Conte du clair de lune

Il y avait foule ce soir là dans le petit bar gay musical qu’il fréquentait après le travail. La clientèle s’était aussi considérablement rajeunie depuis la rentrée universitaire. Debout, près d’une table en terrasse, Julien fumait une cigarette tout en sirotant une bouteille de bière brune. En ces temps de distanciation, il gardait aisément ses distances. Cela faisait déjà des mois, bien avant l’épidémie, qu’il s’était comme retiré du monde, n’en devenant qu’un simple spectateur. Il en appréciait toujours la beauté, mais n’en connaissait plus le goût.

Ainsi, ce trentenaire discret, à l’allure banale, observait d’un oeil amusé les clients assis aux tables environnantes. L’un deux attira particulièrement son attention. C’était un jeune et très bel étudiant aux yeux en amandes et aux cheveux blonds décolorés. On l’aurait dit tout droit sorti d’un boys band coréen, si ce n’était sa voix sans le moindre accent. Il l’écoutait expliquer à ses amis comment sa jeune soeur fan de KPOP lui avait fait un tel look cet été, profitant de la longueur de ses cheveux. Ses compagnons le taquinaient gentiment, lui affirmant qu’avec une telle coupe, il n’avait aucune chance de rencontrer l’homme de ses rêves.

Hyunjin

Peu de temps plus tard, le jeune homme se retrouva seul attablé au départ de ses amis. Là, d’un mouvement circulaire de la tête, il scruta le monde à son tour. Et, il tomba sur le regard de Julien qui n’avait pas perdu une miette de ses faits et gestes. Surpris, ce dernier fixa sa bouteille. Mais, le blondinet se dirigea vers lui :

  • Tu as du feu ?

Le trentenaire fouilla nerveusement dans sa poche et en sortit son briquet. Il alluma la cigarette blonde qui pendait aux lèvres sublimes du bel étudiant.
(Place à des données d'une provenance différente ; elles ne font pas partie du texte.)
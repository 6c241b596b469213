use log::debug;
use nalgebra::DMatrix;
use serde::{Deserialize, Serialize};

use crate::error::{ClusteringError, Result};
use crate::graph::matrix::{build_laplacian, degree_vector, normalized_laplacian};
use crate::spectral::eigen::{smallest_eigenvectors, SpdRoot};

#[derive(Debug, Clone, Copy, PartialEq, Eq, Default, Serialize, Deserialize)]
#[serde(rename_all = "lowercase")]
pub enum Normalization {
    /// Combinatorial Laplacian `D - A`.
    #[default]
    Unnormalized,
    /// Symmetric normalized Laplacian, or its degree-corrected projection when constrained.
    Normalized,
}

impl Normalization {
    pub fn from_flag(normalized: bool) -> Self {
        if normalized {
            Self::Normalized
        } else {
            Self::Unnormalized
        }
    }
}

/// How many smallest-eigenvalue eigenvectors the embedding keeps for k clusters.
///
/// `Clusters` keeps exactly k. `ClustersPlusOne` keeps k + 1, which is what the published
/// fair spectral clustering experiments used for every variant.
#[derive(Debug, Clone, Copy, PartialEq, Eq, Default, Serialize, Deserialize)]
#[serde(rename_all = "snake_case")]
pub enum EigenvectorCount {
    #[default]
    Clusters,
    ClustersPlusOne,
}

impl EigenvectorCount {
    pub fn width(self, k: usize) -> usize {
        match self {
            Self::Clusters => k,
            Self::ClustersPlusOne => k + 1,
        }
    }
}

/// Spectral embedding of an adjacency matrix, optionally confined to the fairness subspace
/// spanned by the columns of `basis`.
pub struct EmbeddingSolver<'a> {
    adjacency: &'a DMatrix<f64>,
    basis: Option<&'a DMatrix<f64>>,
    normalization: Normalization,
}

impl<'a> EmbeddingSolver<'a> {
    pub fn unconstrained(adjacency: &'a DMatrix<f64>, normalization: Normalization) -> Self {
        Self {
            adjacency,
            basis: None,
            normalization,
        }
    }

    pub fn constrained(
        adjacency: &'a DMatrix<f64>,
        basis: &'a DMatrix<f64>,
        normalization: Normalization,
    ) -> Self {
        Self {
            adjacency,
            basis: Some(basis),
            normalization,
        }
    }

    /// n x `width` embedding whose rows are per-vertex coordinates.
    pub fn embed(&self, width: usize) -> Result<DMatrix<f64>> {
        if width == 0 {
            return Err(ClusteringError::config("embedding width must be positive"));
        }
        let laplacian = build_laplacian(self.adjacency)?;
        match (self.basis, self.normalization) {
            (None, Normalization::Unnormalized) => smallest_eigenvectors(&laplacian, width),
            (None, Normalization::Normalized) => {
                smallest_eigenvectors(&normalized_laplacian(self.adjacency)?, width)
            }
            (Some(basis), Normalization::Unnormalized) => {
                check_basis(basis, laplacian.nrows(), width)?;
                let projected = basis.transpose() * &laplacian * basis;
                debug!("projected laplacian order {}", projected.nrows());
                let reduced = smallest_eigenvectors(&projected, width)?;
                Ok(basis * reduced)
            }
            (Some(basis), Normalization::Normalized) => {
                check_basis(basis, laplacian.nrows(), width)?;
                let degrees = DMatrix::from_diagonal(&degree_vector(self.adjacency));
                let q2 = basis.transpose() * degrees * basis;
                let q = SpdRoot::new(&q2)?;
                let projected = basis.transpose() * &laplacian * basis;
                let scaled = &q.inverse * projected * &q.inverse;
                debug!("degree-corrected projected laplacian order {}", scaled.nrows());
                let reduced = smallest_eigenvectors(&scaled, width)?;
                Ok(basis * (&q.inverse * reduced))
            }
        }
    }
}

fn check_basis(basis: &DMatrix<f64>, n: usize, width: usize) -> Result<()> {
    if basis.nrows() != n {
        return Err(ClusteringError::shape("null space basis rows", n, basis.nrows()));
    }
    if basis.ncols() < width {
        return Err(ClusteringError::RankDeficiency {
            dimension: basis.ncols(),
            required: width,
        });
    }
    Ok(())
}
Le voyant de près, il pouvait maintenant admirer la perfection de son visage et les deux petites nattes colorées qui ornaient sa chevelure dorée. Tout en fumant, le garçon échangea avec Julien quelques banalités sur la douceur du temps et l’attractivité du lieu. Par moment, d’un geste charmant, il lissait une mèche à l’arrière de ses longs cheveux. Julien était fasciné par les mouvements de sa bouche large et ourlée, mais, gêné, il essayait, par moment, de regarder ailleurs. De plus en plus mal à l’aise, il fit mine de fixer sa montre et voulut prendre congé, mais l’étudiant lui proposa de reprendre un verre et héla le serveur masqué. Comme pétrifié par les yeux noirs du garçon, l’homme n’osa pas refuser.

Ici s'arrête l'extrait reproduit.